Outra característica forte é que o povo ucraniano conserva ao máximo a sua cultura, inclusive o idioma ucraniano, que é a mais difícil e complicada. Mas os demais aspectos são mantidos naturalmente, a culinária, o bordado, a pessanka (ovos coloridos, pintados à mão), a iconografia, as danças folclóricas. Também o rito da missa, a Divina Liturgia, é conservado, conforme as exigências canônicas. Quanto à língua, a Divina Liturgia é celebrada em ucraniano, mas, conforme as situações de domínio da língua, ela pode ser celebrada integralmente ou algumas partes em português.
O que a Igreja Católica Ucraniana no Brasil tem feito para demonstrar proximidade ao povo ucraniano?
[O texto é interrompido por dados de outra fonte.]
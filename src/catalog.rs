//! The owned, in-memory product store.
//!
//! [`ProductCatalog`] keeps products in insertion order behind a single
//! `RwLock`. Each operation takes the lock exactly once, so concurrent
//! request handlers never observe a half-applied mutation.
use std::sync::{RwLock, RwLockReadGuard, RwLockWriteGuard};

use chrono::Utc;
use tracing::{debug, info};

use crate::config::CatalogConfig;
use crate::error::CatalogError;
use crate::product::{Product, ProductDraft, ProductId, ProductPatch};
use crate::query::{paginate, PageRequest, ProductFilter, ProductPage, TextMatcher};
use crate::seed::default_products;
use crate::stats::CatalogStats;
use crate::validate::{check_draft, check_patch};

pub type CatalogResult<T> = Result<T, CatalogError>;

/// In-memory product catalog.
///
/// Instances are independent: share one through `Arc` to serve requests,
/// build fresh ones for tests.
#[derive(Debug)]
pub struct ProductCatalog {
    config: CatalogConfig,
    products: RwLock<Vec<Product>>,
}

impl Default for ProductCatalog {
    fn default() -> Self {
        Self::new(CatalogConfig::default())
    }
}

impl ProductCatalog {
    /// Creates an empty catalog.
    pub fn new(config: CatalogConfig) -> Self {
        Self {
            config,
            products: RwLock::new(Vec::new()),
        }
    }

    /// Creates a catalog holding `products` in the given order.
    ///
    /// Records with an id already present are dropped so ids stay unique.
    pub fn with_products(config: CatalogConfig, products: Vec<Product>) -> Self {
        let mut unique: Vec<Product> = Vec::with_capacity(products.len());
        for product in products {
            if unique.iter().any(|p| p.id == product.id) {
                debug!(id = %product.id, "dropping duplicate product id");
                continue;
            }
            unique.push(product);
        }
        Self {
            config,
            products: RwLock::new(unique),
        }
    }

    /// Creates a catalog and loads the sample products when
    /// `config.seed_defaults` is set.
    pub fn seeded(config: CatalogConfig) -> CatalogResult<Self> {
        let seed = config.seed_defaults;
        let catalog = Self::new(config);
        if seed {
            for draft in default_products() {
                catalog.create(draft)?;
            }
            let count = catalog.len()?;
            info!(count, "seeded default products");
        }
        Ok(catalog)
    }

    pub fn config(&self) -> &CatalogConfig {
        &self.config
    }

    pub fn len(&self) -> CatalogResult<usize> {
        Ok(self.read()?.len())
    }

    pub fn is_empty(&self) -> CatalogResult<bool> {
        Ok(self.read()?.is_empty())
    }

    /// Filters, then slices the matches to one page.
    ///
    /// `request.limit` is clamped to `max_page_limit`. A page beyond the last
    /// one yields no items rather than an error.
    pub fn list(&self, filter: &ProductFilter, request: PageRequest) -> CatalogResult<ProductPage> {
        let request = request.clamp_limit(self.config.max_page_limit);
        let compiled = filter.compile(self.config.search_descriptions);

        let matches: Vec<Product> = self
            .read()?
            .iter()
            .filter(|p| compiled.matches(p))
            .cloned()
            .collect();

        Ok(paginate(matches, request))
    }

    /// Page request using the configured default size.
    pub fn default_page(&self) -> PageRequest {
        PageRequest::first(self.config.default_page_limit)
    }

    pub fn get(&self, id: &ProductId) -> CatalogResult<Product> {
        self.read()?
            .iter()
            .find(|p| p.id == *id)
            .cloned()
            .ok_or_else(|| CatalogError::not_found(id.as_str()))
    }

    /// Returns every product whose name (or description, when enabled)
    /// contains `term`, ignoring case, in catalog order.
    ///
    /// A blank term is rejected; it never means "everything".
    pub fn search(&self, term: &str) -> CatalogResult<Vec<Product>> {
        if term.trim().is_empty() {
            return Err(CatalogError::invalid_argument(
                "search term must not be empty",
            ));
        }
        let matcher = TextMatcher::new(term, self.config.search_descriptions);
        Ok(self
            .read()?
            .iter()
            .filter(|p| matcher.matches(p))
            .cloned()
            .collect())
    }

    pub fn stats(&self) -> CatalogResult<CatalogStats> {
        Ok(CatalogStats::collect(self.read()?.iter()))
    }

    /// Validates `draft`, assigns a new id and appends the product.
    ///
    /// `in_stock` defaults to `false` and `description` to empty.
    pub fn create(&self, draft: ProductDraft) -> CatalogResult<Product> {
        if let Err(err) = check_draft(&draft) {
            debug!(error = %err, "rejected product draft");
            return Err(err);
        }

        let now = Utc::now();
        let mut products = self.write()?;

        let mut id = ProductId::generate();
        while products.iter().any(|p| p.id == id) {
            id = ProductId::generate();
        }

        let product = Product {
            id,
            name: draft.name.unwrap_or_default().trim().to_string(),
            description: draft.description.unwrap_or_default(),
            price: draft.price.unwrap_or_default(),
            category: draft.category.unwrap_or_default().trim().to_string(),
            in_stock: draft.in_stock.unwrap_or(false),
            created_at: now,
            updated_at: now,
        };
        products.push(product.clone());

        info!(id = %product.id, category = %product.category, "product created");
        Ok(product)
    }

    /// Merges the supplied fields into an existing product.
    ///
    /// Unknown ids fail with `NotFound` before the patch is validated.
    pub fn update(&self, id: &ProductId, patch: ProductPatch) -> CatalogResult<Product> {
        let mut products = self.write()?;
        let product = products
            .iter_mut()
            .find(|p| p.id == *id)
            .ok_or_else(|| CatalogError::not_found(id.as_str()))?;

        if let Err(err) = check_patch(&patch) {
            debug!(id = %id, error = %err, "rejected product patch");
            return Err(err);
        }

        product.apply(patch, Utc::now());
        info!(id = %id, "product updated");
        Ok(product.clone())
    }

    /// Removes the product and returns it. A second delete of the same id
    /// fails with `NotFound`.
    pub fn delete(&self, id: &ProductId) -> CatalogResult<Product> {
        let mut products = self.write()?;
        let index = products
            .iter()
            .position(|p| p.id == *id)
            .ok_or_else(|| CatalogError::not_found(id.as_str()))?;

        let removed = products.remove(index);
        info!(id = %id, "product deleted");
        Ok(removed)
    }

    fn read(&self) -> CatalogResult<RwLockReadGuard<'_, Vec<Product>>> {
        self.products.read().map_err(|_| CatalogError::poisoned())
    }

    fn write(&self) -> CatalogResult<RwLockWriteGuard<'_, Vec<Product>>> {
        self.products.write().map_err(|_| CatalogError::poisoned())
    }
}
O que se tem feito é pelo lado da fé e das manifestações populares. Pelo lado da fé, é o contato quanto possível, a proximidade, dar apoio moral e as orações. As manifestações populares são de cunho religioso, cultural e civil, como a que aconteceu na noite de sexta-feira, 25, no Memorial Ucraniano, em Curitiba. É isso o que a gente pode fazer. Eu já mandei uma mensagem ao nosso arcebispo maior dom Sviatoslav Shevchuk e isso repercutiu muito positivamente lá. As pessoas, os fiéis, os bispos, sentem esse apoio moral, diante dessa grande provação que vivem.
A próxima Assembleia dos Bispos do Paraná, nos dias 13 a 15 de março, acontecerá na Colônia Marcelino, em São José dos Pinhais-PR. Esse, certamente, será um momento significativo para a Igreja Católica Ucraniana
Será muito significativo. Primeiro, por valorizar aquela comunidade que é histórica. Estamos celebrando o centenário da visita do Metropolita Andrey Sheptytsky, que foi um dos líderes mais importantes da Igreja Católica Ucraniana, tanto no sentido eclesial quanto civil na Ucrânia, e ele passou pela Colônia Marcelino. Também estamos celebrando os 50 anos de fundação da Eparquia São Batista (desde 2014, Metropolia). Com isso, essa Assembleia dos Bispos terá um sentido histórico profundo, pois vai valorizar a comunidade ucraniana e terá um grande sentido de eclesialidade. Neste tempo sinodal, será uma manifestação de grande sinodalidade na Igreja do Paraná, entre a Igreja Católica Latina e a Igreja Católica Ucraniana. É um momento de alta beleza espiritual e de um testemunho cristão para a própria Igreja, para a sociedade e o mundo de hoje, que precisa de união, solidariedade, fraternidade e, principalmente, de paz.
Oração e jejum: o apelo do Papa Francisco
A guerra é uma coisa diabólica e para vencer satanás, vencer o mal, como disse Jesus aos apóstolos, é só com oração e jejum (cf. Mt 17,21). Então, o Papa Francisco, como tem um senso muito concreto e muito prático da vida e da espiritualidade cristã, está recomendando isso num dia que já é de penitência, de oração e de jejum. Ele está pedindo isso a toda a Igreja, nesse contexto de conflito e de guerra lá na Ucrânia atacada pela Federação Russa.